Neste mês o pastor Silas Malafaia esteve em Portugal inaugurando uma filial de sua congregação. Durante sua fala, Malafaia mencionou que Portugal é um “laboratório”. Os erros e acertos identificados nesse país servirão para formular novas estratégias direcionadas a outros países da Europa.

A presença de evangélicos no país luso não é novidade. A Aliança Evangélica Portuguesa (AEP) reúne atualmente mais de 700 congregações espalhadas por todo o território. No dia 15 de março, Malafaia participou de um almoço organizado pela AEP. Foi o orador principal e falou para uma plateia composta por pastores e líderes políticos. Entre eles estava Marcus Santos, brasileiro, eleito deputado pelo partido de extrema direita Chega. Em um clima de otimismo, um dos oradores afirmou que o país foi abençoado com o resultado positivo da direita nas eleições ocorridas semanas atrás. Para termos uma ideia, depois de uma aliança com os evangélicos, o partido Aliança Democrática Nacional (ADN) teve um aumento de 90% no quantitativo de votos em relação às eleições de 2022. O deputado Marco Feliciano chegou a participar da campanha gravando um vídeo. 

Para além do interesse imediatamente político, percebe-se certo despreparo da academia para lidar com esse fenômeno. Um termômetro disso pode ser a nova geração de jovens universitários que está em formação. Em sua maioria progressistas, os estudantes dos cursos de Ciências Humanas e Sociais pouco ou nada sabem sobre o universo evangélico. Há certo preconceito em falar sobre religião. Seja pelo viés iluminista, seja pelo marxista. Um advoga que a religião já deveria ter sido extinta da civilização, pois com a Modernidade não teria mais lugar em um mundo regido pela razão. Outro compreende a prática religiosa como algo alienante e véu ocultador da realidade vivida pela pessoa que continua sendo oprimida e explorada na relação capital-trabalho. 

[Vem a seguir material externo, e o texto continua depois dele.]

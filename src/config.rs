use serde::Deserialize;
use std::fs;
use std::path::{Path, PathBuf};

use crate::error::{MlError, Result};

/// Number of (predicted, actual) pairs a bias tracker keeps.
pub const BIAS_WINDOW: usize = 10;
/// Observations required before a bias correction is applied.
pub const BIAS_MIN_SAMPLES: usize = 3;

#[derive(Deserialize, Debug, Clone, Default)]
#[serde(default)]
pub struct MlConfig {
    pub artifacts: ArtifactPaths,
    pub courier: CourierConfig,
    pub routing: RoutingConfig,
    pub versions: ModelVersions,
    pub impact: ImpactFactors,
    pub food_safety: FoodSafetyConfig,
}

/// Locations of trained artifacts. A missing entry puts the matching engine
/// into heuristic mode for the lifetime of the process.
#[derive(Deserialize, Debug, Clone, Default)]
#[serde(default)]
pub struct ArtifactPaths {
    pub surplus_model: Option<PathBuf>,
    pub event_encoder: Option<PathBuf>,
    pub cuisine_encoder: Option<PathBuf>,
    pub eta_model: Option<PathBuf>,
    pub image_model: Option<PathBuf>,
    pub image_labels: Option<PathBuf>,
}

#[derive(Deserialize, Debug, Clone)]
#[serde(default)]
pub struct CourierConfig {
    pub average_speed_kmh: f64,
    pub fuel_cost_per_km: f64,
    /// kg CO2 per km travelled
    pub co2_per_km: f64,
    pub rate_per_km: f64,
    pub base_fare: f64,
}

impl Default for CourierConfig {
    fn default() -> Self {
        Self {
            average_speed_kmh: 25.0,
            fuel_cost_per_km: 3.5,
            co2_per_km: 0.12,
            rate_per_km: 12.0,
            base_fare: 30.0,
        }
    }
}

#[derive(Deserialize, Debug, Clone)]
#[serde(default)]
pub struct RoutingConfig {
    pub solver_name: String,
    /// Upper bound on full 2-opt sweeps. One sweep keeps latency predictable.
    pub two_opt_passes: usize,
}

impl Default for RoutingConfig {
    fn default() -> Self {
        Self {
            solver_name: "nearest-neighbor-2opt".to_string(),
            two_opt_passes: 1,
        }
    }
}

#[derive(Deserialize, Debug, Clone)]
#[serde(default)]
pub struct ModelVersions {
    pub surplus: String,
    pub eta: String,
    pub classifier: String,
    pub image: String,
}

impl Default for ModelVersions {
    fn default() -> Self {
        Self {
            surplus: "xgboost-v2.1".to_string(),
            eta: "lstm-eta-v1".to_string(),
            classifier: "keyword-nlp-v2".to_string(),
            image: "vit-food-classification".to_string(),
        }
    }
}

#[derive(Deserialize, Debug, Clone)]
#[serde(default)]
pub struct ImpactFactors {
    pub meals_per_kg: f64,
    pub co2_per_kg: f64,
    pub water_litres_per_kg: f64,
    pub value_per_kg: f64,
}

impl Default for ImpactFactors {
    fn default() -> Self {
        Self {
            meals_per_kg: 4.0,
            co2_per_kg: 2.5,
            water_litres_per_kg: 1000.0,
            value_per_kg: 100.0,
        }
    }
}

#[derive(Deserialize, Debug, Clone)]
#[serde(default)]
pub struct FoodSafetyConfig {
    pub cold_max_c: f64,
    pub hot_min_c: f64,
}

impl Default for FoodSafetyConfig {
    fn default() -> Self {
        Self {
            cold_max_c: 5.0,
            hot_min_c: 65.0,
        }
    }
}

impl MlConfig {
    pub fn load(path: impl AsRef<Path>) -> Result<Self> {
        let path = path.as_ref();
        let data = fs::read_to_string(path).map_err(|source| MlError::ConfigRead {
            path: path.to_path_buf(),
            source,
        })?;
        let cfg: MlConfig = serde_json::from_str(&data).map_err(|source| MlError::ConfigParse {
            path: path.to_path_buf(),
            source,
        })?;
        cfg.validate()?;
        Ok(cfg)
    }

    pub fn validate(&self) -> Result<()> {
        let c = &self.courier;
        if !(c.average_speed_kmh.is_finite() && c.average_speed_kmh > 0.0) {
            return Err(MlError::InvalidConfig(format!(
                "courier.average_speed_kmh must be positive, got {}",
                c.average_speed_kmh
            )));
        }
        for (name, v) in [
            ("courier.fuel_cost_per_km", c.fuel_cost_per_km),
            ("courier.co2_per_km", c.co2_per_km),
            ("courier.rate_per_km", c.rate_per_km),
            ("courier.base_fare", c.base_fare),
        ] {
            if !(v.is_finite() && v >= 0.0) {
                return Err(MlError::InvalidConfig(format!("{} must be >= 0, got {}", name, v)));
            }
        }
        if self.routing.two_opt_passes == 0 {
            return Err(MlError::InvalidConfig("routing.two_opt_passes must be at least 1".to_string()));
        }
        Ok(())
    }
}

#[cfg(test)]
mod tests {
    use super::*;
    use std::io::Write;

    #[test]
    fn test_defaults_are_heuristic_only() {
        let cfg = MlConfig::default();
        assert!(cfg.artifacts.surplus_model.is_none());
        assert!(cfg.artifacts.eta_model.is_none());
        assert_eq!(cfg.courier.average_speed_kmh, 25.0);
        assert_eq!(cfg.routing.two_opt_passes, 1);
        assert!(cfg.validate().is_ok());
    }

    #[test]
    fn test_partial_file_keeps_defaults() {
        let mut f = tempfile::NamedTempFile::new().unwrap();
        write!(f, r#"{{ "courier": {{ "average_speed_kmh": 30.0 }}, "routing": {{ "two_opt_passes": 3 }} }}"#).unwrap();

        let cfg = MlConfig::load(f.path()).unwrap();
        assert_eq!(cfg.courier.average_speed_kmh, 30.0);
        assert_eq!(cfg.courier.fuel_cost_per_km, 3.5);
        assert_eq!(cfg.routing.two_opt_passes, 3);
        assert_eq!(cfg.versions.surplus, "xgboost-v2.1");
    }

    #[test]
    fn test_missing_file_is_fatal() {
        let err = MlConfig::load("/definitely/not/here.json").unwrap_err();
        assert!(matches!(err, MlError::ConfigRead { .. }));
    }

    #[test]
    fn test_bad_json_is_fatal() {
        let mut f = tempfile::NamedTempFile::new().unwrap();
        write!(f, "{{ not json").unwrap();
        let err = MlConfig::load(f.path()).unwrap_err();
        assert!(matches!(err, MlError::ConfigParse { .. }));
    }

    #[test]
    fn test_zero_speed_rejected() {
        let mut cfg = MlConfig::default();
        cfg.courier.average_speed_kmh = 0.0;
        assert!(matches!(cfg.validate(), Err(MlError::InvalidConfig(_))));
    }
}
use parking_lot::RwLock;
use std::collections::VecDeque;

use crate::config::{BIAS_MIN_SAMPLES, BIAS_WINDOW};

/// Keeps a sliding window of recent residuals (actual - predicted) and the
/// additive correction derived from them.
///
/// The window sum is recomputed from the buffer on every push, so a large
/// residual leaving the window takes its rounding error with it.
#[derive(Debug, Clone)]
pub struct BiasTracker {
    /// Number of residuals to keep in the window
    window_size: usize,
    /// Observations required before the correction becomes non-zero
    min_samples: usize,
    /// Sliding window of residuals, oldest first
    residuals: VecDeque<f64>,
    /// Sum of `residuals`
    sum: f64,
    /// Total observations ever recorded
    observed: u64,
    /// Current correction
    correction: f64,
}

impl BiasTracker {
    pub fn new(window_size: usize, min_samples: usize) -> Self {
        let window_size = window_size.max(1);
        Self {
            window_size,
            min_samples,
            residuals: VecDeque::with_capacity(window_size),
            sum: 0.0,
            observed: 0,
            correction: 0.0,
        }
    }

    /// Add one (predicted, actual) observation and refresh the correction.
    ///
    /// Returns the new correction.
    pub fn record(&mut self, predicted: f64, actual: f64) -> f64 {
        let residual = actual - predicted;
        if !residual.is_finite() {
            return self.correction;
        }

        if self.residuals.len() >= self.window_size {
            self.residuals.pop_front();
        }
        self.residuals.push_back(residual);
        self.sum = self.residuals.iter().sum();
        self.observed += 1;

        if self.residuals.len() >= self.min_samples {
            self.correction = self.sum / self.residuals.len() as f64;
        }
        self.correction
    }

    pub fn correction(&self) -> f64 {
        self.correction
    }

    pub fn observed(&self) -> u64 {
        self.observed
    }

    /// Get the current window length
    pub fn window_len(&self) -> usize {
        self.residuals.len()
    }

    pub fn reset(&mut self) {
        self.residuals.clear();
        self.sum = 0.0;
        self.observed = 0;
        self.correction = 0.0;
    }
}

impl Default for BiasTracker {
    fn default() -> Self {
        Self::new(BIAS_WINDOW, BIAS_MIN_SAMPLES)
    }
}

/// A `BiasTracker` owned by one predictor instance.
///
/// Writers are serialised by the lock; a reader sees the correction from
/// before or after an update, never a torn one.
#[derive(Debug, Default)]
pub struct SharedBias {
    inner: RwLock<BiasTracker>,
}

impl SharedBias {
    pub fn new(tracker: BiasTracker) -> Self {
        Self {
            inner: RwLock::new(tracker),
        }
    }

    pub fn correction(&self) -> f64 {
        self.inner.read().correction()
    }

    pub fn observed(&self) -> u64 {
        self.inner.read().observed()
    }

    pub fn record(&self, predicted: f64, actual: f64) -> f64 {
        self.inner.write().record(predicted, actual)
    }

    pub fn reset(&self) {
        self.inner.write().reset();
    }
}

Abordar o tema em sala de aula ainda é um tabu acadêmico. Ler versículos bíblicos para compreender as motivações dos evangélicos, então, algo pouco usual. Lembro da expressão facial de um estudante ao pedir que lesse um versículo bíblico para falar sobre uma das caraterísticas do pentecostalismo. Parece que o ar que se respira na universidade está carregado de uma fumaça tóxica que vai impregnando os pulmões e cérebros de estudantes e pesquisadores. Isso é uma grande barreira para que esse público tenha uma percepção mais aguçada sobre esse fenômeno. De modo adicional, a falta de debate sobre o tema não lhes permite um melhor domínio sobre categorias para refletir e propor caminhos de diálogo com os evangélicos. 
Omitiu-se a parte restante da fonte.